Check every line of the entries below for "response", and copy the lines that have it.

───── Information shown

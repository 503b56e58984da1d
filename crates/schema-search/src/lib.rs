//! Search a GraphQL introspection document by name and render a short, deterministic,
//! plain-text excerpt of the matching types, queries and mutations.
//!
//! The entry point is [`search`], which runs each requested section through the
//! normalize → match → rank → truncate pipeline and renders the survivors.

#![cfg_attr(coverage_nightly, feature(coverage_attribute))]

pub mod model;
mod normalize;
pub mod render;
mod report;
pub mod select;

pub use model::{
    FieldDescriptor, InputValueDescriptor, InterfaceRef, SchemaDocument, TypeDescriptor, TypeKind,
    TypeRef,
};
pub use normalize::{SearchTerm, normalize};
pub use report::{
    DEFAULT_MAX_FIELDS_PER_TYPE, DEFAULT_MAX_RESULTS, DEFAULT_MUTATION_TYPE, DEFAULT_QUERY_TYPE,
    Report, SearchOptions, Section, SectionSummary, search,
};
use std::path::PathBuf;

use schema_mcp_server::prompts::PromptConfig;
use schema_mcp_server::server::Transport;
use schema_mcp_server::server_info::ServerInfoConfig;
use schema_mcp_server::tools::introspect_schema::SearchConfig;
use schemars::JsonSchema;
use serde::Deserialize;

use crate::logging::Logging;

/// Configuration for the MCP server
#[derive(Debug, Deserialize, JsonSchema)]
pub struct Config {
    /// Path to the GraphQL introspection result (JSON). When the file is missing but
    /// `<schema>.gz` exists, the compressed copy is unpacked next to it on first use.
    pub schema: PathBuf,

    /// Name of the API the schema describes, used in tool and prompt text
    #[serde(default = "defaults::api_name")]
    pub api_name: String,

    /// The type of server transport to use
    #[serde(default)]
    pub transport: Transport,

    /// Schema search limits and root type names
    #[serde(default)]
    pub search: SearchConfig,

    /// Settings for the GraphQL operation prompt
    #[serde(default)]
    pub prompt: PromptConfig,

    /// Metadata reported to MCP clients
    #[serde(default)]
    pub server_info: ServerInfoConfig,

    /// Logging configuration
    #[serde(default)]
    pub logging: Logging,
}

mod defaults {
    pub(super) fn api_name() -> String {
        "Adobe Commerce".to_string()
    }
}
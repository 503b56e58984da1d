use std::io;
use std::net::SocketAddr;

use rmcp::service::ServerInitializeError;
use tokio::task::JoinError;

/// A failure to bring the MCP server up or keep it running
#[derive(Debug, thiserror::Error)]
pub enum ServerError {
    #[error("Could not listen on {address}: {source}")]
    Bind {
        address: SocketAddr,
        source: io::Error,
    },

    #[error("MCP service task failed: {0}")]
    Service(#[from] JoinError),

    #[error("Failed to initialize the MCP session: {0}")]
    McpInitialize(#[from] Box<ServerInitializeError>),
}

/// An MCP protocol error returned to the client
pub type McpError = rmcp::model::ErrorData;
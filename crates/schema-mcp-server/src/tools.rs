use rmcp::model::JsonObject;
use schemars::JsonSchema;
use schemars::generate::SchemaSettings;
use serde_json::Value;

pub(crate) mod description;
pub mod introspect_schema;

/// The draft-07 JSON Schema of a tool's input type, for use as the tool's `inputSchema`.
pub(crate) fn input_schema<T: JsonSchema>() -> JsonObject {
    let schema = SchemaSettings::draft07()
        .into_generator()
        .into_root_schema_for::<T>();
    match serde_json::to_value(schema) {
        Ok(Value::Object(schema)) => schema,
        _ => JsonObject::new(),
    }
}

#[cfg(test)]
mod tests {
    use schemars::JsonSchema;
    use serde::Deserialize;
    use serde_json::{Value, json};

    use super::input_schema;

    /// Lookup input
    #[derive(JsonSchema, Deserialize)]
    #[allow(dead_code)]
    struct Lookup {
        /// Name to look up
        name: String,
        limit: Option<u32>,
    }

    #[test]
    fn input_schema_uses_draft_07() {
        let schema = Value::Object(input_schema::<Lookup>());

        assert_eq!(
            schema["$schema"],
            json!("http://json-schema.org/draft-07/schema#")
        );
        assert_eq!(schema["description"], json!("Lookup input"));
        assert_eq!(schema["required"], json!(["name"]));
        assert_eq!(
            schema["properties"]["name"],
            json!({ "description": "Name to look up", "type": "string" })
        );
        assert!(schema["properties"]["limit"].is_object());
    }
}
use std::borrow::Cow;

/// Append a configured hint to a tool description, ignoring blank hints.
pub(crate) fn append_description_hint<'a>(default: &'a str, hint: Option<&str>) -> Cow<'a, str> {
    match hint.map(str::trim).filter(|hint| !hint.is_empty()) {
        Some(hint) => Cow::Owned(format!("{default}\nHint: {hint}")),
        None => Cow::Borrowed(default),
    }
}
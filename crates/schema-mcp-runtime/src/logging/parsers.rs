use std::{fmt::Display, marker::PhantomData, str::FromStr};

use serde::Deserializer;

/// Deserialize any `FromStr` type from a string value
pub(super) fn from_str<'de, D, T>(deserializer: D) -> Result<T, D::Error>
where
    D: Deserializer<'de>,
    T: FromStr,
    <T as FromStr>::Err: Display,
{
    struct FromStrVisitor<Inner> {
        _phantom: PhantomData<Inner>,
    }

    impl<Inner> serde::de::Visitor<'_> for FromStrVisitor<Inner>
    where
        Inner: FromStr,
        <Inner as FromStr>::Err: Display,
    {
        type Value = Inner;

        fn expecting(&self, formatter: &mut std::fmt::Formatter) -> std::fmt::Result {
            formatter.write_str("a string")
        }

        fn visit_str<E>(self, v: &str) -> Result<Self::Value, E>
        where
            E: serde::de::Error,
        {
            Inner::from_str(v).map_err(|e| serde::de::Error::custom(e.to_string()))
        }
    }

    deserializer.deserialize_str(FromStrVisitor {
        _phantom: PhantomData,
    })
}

──────────
───── Information shown

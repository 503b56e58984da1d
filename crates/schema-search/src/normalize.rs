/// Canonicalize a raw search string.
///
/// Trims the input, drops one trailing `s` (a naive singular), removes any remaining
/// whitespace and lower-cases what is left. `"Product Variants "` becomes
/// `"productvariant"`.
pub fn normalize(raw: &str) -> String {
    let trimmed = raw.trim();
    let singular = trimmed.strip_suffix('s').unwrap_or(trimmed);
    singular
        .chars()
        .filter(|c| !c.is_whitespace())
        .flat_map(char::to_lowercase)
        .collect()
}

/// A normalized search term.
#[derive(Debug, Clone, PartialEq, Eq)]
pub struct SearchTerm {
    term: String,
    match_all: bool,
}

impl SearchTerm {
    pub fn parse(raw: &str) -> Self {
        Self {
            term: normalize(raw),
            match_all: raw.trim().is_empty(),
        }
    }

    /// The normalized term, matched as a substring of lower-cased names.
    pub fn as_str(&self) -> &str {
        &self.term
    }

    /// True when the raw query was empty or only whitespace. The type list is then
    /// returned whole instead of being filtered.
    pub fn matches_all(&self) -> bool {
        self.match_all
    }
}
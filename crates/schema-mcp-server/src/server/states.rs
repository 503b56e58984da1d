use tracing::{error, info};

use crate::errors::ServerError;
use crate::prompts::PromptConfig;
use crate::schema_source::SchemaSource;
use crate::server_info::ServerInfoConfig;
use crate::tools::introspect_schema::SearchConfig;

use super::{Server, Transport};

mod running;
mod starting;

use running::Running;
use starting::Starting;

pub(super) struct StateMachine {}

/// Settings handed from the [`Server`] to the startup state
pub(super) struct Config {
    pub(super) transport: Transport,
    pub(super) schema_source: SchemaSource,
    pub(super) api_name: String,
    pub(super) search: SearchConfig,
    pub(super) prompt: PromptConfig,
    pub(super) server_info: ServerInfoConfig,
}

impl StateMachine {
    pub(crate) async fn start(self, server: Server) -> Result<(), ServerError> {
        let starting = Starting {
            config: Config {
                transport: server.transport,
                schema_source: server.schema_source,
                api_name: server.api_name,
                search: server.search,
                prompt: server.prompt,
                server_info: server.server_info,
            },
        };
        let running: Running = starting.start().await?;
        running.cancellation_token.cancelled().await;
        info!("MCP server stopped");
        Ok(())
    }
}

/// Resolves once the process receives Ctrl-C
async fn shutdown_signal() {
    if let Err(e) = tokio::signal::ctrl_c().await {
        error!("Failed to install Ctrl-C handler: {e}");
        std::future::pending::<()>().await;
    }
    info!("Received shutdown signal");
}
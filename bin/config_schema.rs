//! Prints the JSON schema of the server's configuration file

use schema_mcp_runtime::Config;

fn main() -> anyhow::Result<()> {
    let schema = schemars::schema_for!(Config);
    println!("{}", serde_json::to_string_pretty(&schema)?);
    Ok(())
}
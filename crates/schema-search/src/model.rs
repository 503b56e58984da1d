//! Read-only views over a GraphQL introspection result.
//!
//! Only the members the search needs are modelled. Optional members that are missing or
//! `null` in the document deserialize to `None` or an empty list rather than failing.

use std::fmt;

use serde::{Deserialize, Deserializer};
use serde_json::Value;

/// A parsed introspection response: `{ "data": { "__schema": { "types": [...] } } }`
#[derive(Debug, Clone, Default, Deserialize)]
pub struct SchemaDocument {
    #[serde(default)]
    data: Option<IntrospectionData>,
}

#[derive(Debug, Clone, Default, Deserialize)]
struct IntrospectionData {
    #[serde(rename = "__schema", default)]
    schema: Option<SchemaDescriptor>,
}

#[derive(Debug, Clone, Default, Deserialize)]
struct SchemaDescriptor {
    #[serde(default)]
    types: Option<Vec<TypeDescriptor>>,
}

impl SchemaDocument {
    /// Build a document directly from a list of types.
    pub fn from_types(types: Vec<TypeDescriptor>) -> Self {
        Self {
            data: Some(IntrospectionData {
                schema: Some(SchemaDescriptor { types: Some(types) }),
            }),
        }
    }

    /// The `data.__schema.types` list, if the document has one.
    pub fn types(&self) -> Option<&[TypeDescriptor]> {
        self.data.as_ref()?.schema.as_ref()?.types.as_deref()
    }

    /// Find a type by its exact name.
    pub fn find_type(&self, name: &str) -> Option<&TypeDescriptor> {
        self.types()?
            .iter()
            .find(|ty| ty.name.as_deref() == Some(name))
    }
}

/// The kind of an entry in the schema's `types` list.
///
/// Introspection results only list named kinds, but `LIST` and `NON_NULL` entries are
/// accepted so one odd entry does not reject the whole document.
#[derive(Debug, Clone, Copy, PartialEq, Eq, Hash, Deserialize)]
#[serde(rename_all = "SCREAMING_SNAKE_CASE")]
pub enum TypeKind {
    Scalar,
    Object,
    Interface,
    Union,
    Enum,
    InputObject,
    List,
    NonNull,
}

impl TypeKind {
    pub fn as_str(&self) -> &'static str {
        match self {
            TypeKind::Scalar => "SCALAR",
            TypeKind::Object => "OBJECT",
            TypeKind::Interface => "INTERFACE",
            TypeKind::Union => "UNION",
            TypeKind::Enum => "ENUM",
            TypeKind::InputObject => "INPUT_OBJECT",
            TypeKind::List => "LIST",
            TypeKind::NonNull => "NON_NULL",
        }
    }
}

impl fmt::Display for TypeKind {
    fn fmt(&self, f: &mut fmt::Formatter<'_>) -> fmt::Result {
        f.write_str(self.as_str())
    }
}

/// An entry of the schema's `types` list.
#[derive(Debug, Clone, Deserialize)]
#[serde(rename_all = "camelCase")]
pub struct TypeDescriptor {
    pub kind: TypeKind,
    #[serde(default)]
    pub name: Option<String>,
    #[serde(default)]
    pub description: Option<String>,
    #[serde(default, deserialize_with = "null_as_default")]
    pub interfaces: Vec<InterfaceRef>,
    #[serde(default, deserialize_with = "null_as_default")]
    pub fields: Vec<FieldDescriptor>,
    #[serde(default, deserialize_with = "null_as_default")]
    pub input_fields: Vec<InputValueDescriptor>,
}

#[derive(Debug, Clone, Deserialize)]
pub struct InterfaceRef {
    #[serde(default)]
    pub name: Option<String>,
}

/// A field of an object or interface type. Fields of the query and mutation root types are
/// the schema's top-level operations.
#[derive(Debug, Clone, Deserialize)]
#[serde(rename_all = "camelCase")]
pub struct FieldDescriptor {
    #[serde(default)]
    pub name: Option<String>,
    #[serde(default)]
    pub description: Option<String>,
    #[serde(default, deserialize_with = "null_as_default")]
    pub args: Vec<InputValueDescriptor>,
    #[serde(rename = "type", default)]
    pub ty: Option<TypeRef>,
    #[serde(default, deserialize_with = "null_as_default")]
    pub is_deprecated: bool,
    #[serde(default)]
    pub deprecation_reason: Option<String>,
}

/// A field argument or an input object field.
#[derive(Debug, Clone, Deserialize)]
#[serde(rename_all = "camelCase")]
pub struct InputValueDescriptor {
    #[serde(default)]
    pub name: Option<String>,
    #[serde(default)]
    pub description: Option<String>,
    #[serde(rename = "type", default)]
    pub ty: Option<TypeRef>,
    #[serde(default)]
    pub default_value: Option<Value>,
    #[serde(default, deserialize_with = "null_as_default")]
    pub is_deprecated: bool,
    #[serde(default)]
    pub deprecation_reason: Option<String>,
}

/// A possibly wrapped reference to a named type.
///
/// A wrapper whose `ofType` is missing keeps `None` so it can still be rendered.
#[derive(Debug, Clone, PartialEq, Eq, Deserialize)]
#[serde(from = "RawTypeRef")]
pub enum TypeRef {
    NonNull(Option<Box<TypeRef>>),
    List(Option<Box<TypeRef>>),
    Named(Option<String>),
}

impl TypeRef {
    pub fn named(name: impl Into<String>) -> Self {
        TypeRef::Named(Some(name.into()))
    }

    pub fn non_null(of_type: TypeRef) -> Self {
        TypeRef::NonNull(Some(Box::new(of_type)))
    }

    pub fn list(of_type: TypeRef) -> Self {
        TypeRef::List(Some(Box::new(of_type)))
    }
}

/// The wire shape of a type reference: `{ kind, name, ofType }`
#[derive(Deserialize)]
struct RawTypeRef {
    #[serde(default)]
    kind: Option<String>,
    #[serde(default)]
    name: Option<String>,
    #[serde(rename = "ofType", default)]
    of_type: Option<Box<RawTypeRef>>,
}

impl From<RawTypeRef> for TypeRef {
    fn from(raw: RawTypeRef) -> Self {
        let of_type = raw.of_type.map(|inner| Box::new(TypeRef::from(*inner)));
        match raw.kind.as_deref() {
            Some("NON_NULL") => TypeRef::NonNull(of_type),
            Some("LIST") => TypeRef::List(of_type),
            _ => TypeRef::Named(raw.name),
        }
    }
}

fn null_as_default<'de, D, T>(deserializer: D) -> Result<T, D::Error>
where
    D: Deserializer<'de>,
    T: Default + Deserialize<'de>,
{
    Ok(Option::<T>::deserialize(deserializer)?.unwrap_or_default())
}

──────────
───── Information shown

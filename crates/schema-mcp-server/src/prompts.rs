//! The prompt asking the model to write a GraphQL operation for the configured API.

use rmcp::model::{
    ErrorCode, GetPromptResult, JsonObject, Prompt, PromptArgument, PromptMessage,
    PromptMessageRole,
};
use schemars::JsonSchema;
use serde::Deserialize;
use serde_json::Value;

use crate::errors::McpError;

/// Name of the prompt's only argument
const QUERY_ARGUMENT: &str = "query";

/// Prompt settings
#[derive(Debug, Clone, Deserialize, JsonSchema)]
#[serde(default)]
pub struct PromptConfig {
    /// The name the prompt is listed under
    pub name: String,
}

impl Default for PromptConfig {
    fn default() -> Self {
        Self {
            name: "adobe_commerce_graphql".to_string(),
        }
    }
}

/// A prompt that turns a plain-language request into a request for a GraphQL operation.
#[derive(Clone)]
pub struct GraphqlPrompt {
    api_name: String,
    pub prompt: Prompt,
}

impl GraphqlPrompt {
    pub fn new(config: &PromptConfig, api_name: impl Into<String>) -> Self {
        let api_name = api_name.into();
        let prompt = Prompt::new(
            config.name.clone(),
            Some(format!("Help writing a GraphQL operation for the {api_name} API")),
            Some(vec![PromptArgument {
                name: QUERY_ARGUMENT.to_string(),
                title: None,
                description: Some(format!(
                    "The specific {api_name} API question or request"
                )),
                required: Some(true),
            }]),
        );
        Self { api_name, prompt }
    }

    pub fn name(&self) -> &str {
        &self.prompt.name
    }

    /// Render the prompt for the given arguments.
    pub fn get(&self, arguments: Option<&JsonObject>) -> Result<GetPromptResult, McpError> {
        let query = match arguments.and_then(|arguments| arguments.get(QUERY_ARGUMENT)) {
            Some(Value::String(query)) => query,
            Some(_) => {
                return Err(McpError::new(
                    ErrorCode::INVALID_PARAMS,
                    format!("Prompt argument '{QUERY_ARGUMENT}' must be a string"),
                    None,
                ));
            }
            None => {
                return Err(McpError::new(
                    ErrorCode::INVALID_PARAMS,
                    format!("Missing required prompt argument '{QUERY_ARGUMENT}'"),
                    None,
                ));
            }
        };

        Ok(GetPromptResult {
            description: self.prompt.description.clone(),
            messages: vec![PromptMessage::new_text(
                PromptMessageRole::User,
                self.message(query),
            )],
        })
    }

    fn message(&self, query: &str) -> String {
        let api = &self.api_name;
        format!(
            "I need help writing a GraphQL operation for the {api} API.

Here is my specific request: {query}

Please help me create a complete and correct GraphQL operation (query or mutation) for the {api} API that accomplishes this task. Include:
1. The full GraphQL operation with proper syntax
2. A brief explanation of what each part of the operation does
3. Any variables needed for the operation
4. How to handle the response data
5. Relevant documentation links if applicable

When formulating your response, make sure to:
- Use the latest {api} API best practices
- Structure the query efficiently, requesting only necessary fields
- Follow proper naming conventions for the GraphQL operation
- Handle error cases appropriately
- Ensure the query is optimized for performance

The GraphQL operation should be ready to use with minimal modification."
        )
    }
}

──────────

§ Finished task:
/// A parsed introspection response: `{ "data": { "__schema": { "types": [...] } } }`
4. How to handle the response data
When formulating your response, make sure to:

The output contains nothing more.